**Problem requirements**
Where does the string "INTEGER" appear? Copy every line of the entries below that holds it.

Dataset entries
▼

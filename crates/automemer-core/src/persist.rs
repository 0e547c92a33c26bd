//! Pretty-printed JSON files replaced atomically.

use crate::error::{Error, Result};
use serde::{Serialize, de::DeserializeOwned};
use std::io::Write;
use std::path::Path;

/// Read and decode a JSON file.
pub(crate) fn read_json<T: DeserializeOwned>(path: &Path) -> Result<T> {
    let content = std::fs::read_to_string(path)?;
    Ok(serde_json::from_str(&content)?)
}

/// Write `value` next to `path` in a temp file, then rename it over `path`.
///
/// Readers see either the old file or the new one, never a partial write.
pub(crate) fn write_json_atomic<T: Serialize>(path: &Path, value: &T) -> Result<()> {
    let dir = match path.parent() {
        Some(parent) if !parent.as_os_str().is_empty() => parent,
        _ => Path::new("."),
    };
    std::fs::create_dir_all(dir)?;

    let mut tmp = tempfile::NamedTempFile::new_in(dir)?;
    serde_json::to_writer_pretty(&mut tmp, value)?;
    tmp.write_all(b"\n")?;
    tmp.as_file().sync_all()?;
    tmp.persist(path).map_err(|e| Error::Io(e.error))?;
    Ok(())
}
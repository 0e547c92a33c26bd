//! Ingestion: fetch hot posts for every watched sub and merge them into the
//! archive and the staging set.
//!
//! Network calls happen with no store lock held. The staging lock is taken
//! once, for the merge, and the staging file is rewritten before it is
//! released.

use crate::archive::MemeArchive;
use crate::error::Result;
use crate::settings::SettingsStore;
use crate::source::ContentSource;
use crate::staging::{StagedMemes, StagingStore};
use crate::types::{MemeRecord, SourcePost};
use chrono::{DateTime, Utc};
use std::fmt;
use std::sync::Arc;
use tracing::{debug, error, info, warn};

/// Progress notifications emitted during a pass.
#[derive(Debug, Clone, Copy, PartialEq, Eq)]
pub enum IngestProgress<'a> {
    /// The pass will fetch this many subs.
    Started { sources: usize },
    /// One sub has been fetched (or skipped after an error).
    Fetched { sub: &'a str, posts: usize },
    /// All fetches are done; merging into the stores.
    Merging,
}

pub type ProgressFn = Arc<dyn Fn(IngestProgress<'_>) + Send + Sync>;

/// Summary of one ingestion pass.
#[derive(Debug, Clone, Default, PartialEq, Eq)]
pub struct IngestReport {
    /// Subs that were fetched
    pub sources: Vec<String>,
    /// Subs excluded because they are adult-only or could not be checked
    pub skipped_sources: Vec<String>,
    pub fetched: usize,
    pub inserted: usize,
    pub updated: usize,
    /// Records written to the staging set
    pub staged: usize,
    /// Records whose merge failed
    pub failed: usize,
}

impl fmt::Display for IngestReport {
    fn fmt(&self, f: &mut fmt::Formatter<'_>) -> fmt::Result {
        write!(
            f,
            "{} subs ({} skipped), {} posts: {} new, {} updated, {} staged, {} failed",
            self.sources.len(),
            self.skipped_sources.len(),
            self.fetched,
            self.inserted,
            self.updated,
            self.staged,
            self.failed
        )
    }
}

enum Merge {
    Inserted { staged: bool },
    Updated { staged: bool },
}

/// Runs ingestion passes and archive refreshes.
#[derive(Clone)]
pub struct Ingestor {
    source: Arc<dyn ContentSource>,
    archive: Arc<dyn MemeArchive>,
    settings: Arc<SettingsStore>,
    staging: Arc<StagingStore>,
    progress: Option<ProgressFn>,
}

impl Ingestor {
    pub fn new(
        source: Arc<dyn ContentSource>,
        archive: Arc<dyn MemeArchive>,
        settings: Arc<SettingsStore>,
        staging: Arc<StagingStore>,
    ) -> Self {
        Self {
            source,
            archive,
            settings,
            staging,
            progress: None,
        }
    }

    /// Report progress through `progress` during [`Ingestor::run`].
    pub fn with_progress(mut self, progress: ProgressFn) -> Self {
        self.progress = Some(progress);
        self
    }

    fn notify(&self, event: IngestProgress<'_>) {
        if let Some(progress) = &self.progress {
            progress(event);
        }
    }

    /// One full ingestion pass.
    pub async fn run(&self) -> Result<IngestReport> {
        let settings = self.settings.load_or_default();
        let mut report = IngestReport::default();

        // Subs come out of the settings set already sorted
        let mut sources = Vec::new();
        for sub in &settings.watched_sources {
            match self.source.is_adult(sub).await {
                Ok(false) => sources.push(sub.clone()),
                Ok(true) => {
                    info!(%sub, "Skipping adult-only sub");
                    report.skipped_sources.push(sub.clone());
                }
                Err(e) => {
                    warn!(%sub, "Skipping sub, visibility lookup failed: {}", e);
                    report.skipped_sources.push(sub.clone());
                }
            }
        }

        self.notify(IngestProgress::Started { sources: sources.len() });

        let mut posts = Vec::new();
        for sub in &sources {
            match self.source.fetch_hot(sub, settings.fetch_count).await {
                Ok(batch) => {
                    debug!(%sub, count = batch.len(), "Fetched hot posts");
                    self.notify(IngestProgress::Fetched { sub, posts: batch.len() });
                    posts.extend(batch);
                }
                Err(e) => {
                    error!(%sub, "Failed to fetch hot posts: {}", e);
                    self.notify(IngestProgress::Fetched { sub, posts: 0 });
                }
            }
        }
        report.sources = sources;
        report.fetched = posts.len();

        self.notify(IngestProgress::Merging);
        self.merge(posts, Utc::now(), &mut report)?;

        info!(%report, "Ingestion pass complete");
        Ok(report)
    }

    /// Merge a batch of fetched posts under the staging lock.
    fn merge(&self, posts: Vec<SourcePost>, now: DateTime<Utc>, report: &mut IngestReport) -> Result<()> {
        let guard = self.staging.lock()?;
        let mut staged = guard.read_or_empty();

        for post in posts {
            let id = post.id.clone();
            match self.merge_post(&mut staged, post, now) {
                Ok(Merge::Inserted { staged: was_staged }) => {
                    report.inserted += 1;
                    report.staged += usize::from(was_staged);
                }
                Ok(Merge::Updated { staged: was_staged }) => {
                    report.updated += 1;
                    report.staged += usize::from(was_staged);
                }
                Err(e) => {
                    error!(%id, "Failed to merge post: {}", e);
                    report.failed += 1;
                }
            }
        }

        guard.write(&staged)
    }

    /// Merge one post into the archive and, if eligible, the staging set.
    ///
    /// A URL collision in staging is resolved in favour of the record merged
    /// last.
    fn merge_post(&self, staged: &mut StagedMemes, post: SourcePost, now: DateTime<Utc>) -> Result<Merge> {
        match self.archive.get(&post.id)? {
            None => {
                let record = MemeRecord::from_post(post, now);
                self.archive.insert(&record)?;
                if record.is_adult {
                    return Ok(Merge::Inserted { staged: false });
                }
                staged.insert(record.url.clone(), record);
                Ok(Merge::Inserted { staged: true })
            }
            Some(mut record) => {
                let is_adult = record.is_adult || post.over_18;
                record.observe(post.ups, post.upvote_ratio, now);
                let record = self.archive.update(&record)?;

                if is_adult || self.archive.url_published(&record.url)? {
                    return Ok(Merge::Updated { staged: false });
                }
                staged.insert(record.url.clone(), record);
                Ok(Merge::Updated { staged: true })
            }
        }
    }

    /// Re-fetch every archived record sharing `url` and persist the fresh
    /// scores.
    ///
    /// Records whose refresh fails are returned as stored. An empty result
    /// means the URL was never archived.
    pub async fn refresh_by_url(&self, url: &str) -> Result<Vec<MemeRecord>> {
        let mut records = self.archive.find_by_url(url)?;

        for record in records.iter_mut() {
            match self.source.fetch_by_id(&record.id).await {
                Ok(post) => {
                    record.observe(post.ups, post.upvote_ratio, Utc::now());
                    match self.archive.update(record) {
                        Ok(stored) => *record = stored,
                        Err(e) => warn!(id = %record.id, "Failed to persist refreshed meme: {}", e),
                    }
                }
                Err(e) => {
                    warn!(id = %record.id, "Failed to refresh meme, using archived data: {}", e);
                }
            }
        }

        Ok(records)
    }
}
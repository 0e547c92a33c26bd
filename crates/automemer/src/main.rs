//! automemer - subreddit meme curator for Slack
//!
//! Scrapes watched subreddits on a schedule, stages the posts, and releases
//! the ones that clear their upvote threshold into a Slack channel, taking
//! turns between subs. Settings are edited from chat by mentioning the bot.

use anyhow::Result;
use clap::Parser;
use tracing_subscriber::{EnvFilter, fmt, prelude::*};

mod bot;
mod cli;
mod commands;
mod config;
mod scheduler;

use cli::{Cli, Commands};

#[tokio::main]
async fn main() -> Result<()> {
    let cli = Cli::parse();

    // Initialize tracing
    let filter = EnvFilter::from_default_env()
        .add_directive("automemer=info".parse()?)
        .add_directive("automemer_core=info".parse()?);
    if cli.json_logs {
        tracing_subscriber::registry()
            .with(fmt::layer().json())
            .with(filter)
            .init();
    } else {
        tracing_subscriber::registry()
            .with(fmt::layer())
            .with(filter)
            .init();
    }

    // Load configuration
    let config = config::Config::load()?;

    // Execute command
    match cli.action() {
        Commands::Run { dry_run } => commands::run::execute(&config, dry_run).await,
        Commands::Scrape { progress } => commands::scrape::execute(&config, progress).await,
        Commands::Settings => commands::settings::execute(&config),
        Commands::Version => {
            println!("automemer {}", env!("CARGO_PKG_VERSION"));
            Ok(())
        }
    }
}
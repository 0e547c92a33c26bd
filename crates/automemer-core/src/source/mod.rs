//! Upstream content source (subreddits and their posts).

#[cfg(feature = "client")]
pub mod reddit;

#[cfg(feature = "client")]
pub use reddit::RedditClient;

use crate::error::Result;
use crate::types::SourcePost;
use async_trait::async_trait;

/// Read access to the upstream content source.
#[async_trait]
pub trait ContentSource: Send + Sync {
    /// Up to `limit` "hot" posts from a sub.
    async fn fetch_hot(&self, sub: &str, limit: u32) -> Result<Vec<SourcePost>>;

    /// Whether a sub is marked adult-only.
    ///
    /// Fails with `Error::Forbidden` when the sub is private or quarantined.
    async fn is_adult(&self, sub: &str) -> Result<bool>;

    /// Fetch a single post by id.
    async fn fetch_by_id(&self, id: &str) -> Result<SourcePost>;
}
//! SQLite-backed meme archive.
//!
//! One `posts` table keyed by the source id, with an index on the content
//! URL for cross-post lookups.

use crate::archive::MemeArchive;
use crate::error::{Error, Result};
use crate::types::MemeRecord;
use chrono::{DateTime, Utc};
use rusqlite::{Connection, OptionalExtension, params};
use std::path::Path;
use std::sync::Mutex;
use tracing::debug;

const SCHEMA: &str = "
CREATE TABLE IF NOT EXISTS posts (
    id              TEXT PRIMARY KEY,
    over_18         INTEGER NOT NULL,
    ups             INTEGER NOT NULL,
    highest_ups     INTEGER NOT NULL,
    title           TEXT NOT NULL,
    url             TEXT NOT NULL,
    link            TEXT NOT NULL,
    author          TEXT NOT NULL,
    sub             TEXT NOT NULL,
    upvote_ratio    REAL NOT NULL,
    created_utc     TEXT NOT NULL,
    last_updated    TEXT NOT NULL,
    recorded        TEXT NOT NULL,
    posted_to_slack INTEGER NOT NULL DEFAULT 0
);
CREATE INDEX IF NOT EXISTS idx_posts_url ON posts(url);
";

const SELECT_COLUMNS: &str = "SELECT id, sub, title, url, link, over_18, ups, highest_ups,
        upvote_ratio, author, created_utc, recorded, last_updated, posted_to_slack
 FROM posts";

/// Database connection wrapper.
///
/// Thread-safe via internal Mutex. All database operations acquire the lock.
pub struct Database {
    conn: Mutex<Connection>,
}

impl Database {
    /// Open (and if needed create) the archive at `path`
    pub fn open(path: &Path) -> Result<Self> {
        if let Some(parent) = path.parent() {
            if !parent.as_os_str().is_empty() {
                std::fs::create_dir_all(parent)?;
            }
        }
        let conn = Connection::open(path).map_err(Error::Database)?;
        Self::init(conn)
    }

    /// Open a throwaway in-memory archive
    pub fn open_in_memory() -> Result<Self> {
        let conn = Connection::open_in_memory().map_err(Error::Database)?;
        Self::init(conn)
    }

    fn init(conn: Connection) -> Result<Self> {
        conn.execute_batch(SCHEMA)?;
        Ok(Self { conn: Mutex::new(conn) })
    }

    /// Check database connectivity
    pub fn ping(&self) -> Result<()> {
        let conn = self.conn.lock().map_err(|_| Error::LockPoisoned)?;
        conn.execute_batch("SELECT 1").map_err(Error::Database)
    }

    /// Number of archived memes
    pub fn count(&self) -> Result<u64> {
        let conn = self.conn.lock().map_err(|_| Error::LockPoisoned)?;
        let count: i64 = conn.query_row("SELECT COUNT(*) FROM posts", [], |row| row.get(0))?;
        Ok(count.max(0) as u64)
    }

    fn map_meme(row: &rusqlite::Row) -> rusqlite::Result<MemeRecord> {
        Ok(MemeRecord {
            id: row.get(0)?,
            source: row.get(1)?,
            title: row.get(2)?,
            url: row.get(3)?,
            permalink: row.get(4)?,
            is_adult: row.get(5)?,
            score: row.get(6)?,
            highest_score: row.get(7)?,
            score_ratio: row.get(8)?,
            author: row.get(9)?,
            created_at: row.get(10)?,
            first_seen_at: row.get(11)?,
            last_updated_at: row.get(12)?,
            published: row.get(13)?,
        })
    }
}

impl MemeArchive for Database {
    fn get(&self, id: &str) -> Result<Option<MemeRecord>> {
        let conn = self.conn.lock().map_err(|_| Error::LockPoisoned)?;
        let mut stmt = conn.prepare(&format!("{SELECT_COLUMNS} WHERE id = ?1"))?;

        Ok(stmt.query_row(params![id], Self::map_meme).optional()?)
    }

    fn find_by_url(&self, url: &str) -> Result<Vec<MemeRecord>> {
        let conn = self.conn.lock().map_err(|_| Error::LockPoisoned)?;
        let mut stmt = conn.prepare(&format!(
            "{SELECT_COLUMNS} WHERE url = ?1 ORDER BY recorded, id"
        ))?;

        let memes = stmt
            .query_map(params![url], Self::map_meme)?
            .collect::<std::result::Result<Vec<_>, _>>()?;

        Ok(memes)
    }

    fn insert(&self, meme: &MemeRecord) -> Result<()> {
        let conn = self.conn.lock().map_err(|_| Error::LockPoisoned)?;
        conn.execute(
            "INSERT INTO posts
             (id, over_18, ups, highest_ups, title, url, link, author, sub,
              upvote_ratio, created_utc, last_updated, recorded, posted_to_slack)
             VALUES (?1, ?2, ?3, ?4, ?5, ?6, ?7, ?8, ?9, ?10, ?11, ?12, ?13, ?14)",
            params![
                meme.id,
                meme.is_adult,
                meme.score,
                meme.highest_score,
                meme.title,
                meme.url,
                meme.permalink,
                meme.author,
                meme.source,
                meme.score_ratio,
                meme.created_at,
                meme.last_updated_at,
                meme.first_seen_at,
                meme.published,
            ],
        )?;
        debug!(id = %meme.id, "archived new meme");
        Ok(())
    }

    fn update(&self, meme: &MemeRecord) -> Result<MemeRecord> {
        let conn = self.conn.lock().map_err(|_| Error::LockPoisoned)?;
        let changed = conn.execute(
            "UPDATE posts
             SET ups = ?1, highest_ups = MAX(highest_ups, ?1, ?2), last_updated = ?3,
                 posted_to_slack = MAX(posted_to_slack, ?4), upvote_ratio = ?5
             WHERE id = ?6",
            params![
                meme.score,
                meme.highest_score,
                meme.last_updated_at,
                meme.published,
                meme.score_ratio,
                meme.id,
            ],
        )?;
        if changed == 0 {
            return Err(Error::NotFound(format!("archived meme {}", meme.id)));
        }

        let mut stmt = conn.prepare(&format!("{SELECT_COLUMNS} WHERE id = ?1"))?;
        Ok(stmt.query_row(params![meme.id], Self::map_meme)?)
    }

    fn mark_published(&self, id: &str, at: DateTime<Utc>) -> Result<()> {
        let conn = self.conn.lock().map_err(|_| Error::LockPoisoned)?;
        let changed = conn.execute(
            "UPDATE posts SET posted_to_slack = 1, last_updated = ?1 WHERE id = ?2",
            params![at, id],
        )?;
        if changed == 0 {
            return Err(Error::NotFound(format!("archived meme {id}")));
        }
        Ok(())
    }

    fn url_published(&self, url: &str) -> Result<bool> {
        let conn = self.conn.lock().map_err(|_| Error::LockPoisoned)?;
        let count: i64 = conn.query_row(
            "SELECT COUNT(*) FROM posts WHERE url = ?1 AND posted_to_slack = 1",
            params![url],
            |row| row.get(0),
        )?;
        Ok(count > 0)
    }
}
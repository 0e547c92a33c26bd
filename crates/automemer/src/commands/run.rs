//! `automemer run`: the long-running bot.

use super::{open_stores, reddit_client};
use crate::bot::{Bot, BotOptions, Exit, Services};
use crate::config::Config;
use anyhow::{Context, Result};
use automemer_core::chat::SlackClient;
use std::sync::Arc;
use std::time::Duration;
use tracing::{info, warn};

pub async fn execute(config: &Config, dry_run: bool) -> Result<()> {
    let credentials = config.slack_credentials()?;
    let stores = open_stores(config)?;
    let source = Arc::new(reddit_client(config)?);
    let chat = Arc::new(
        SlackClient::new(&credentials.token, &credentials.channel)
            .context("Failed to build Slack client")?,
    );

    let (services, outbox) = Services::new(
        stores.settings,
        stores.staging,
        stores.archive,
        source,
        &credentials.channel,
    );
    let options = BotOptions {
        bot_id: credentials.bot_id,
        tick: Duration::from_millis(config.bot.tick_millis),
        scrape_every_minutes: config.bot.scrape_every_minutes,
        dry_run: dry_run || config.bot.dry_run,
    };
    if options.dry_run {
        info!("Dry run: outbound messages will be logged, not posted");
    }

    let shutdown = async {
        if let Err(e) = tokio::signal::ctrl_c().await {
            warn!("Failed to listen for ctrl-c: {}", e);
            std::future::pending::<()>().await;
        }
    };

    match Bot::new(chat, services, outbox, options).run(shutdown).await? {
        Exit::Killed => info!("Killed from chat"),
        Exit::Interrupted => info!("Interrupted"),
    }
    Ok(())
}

▲

**Response to this task**
    over_18         INTEGER NOT NULL,
    ups             INTEGER NOT NULL,
    highest_ups     INTEGER NOT NULL,
    posted_to_slack INTEGER NOT NULL DEFAULT 0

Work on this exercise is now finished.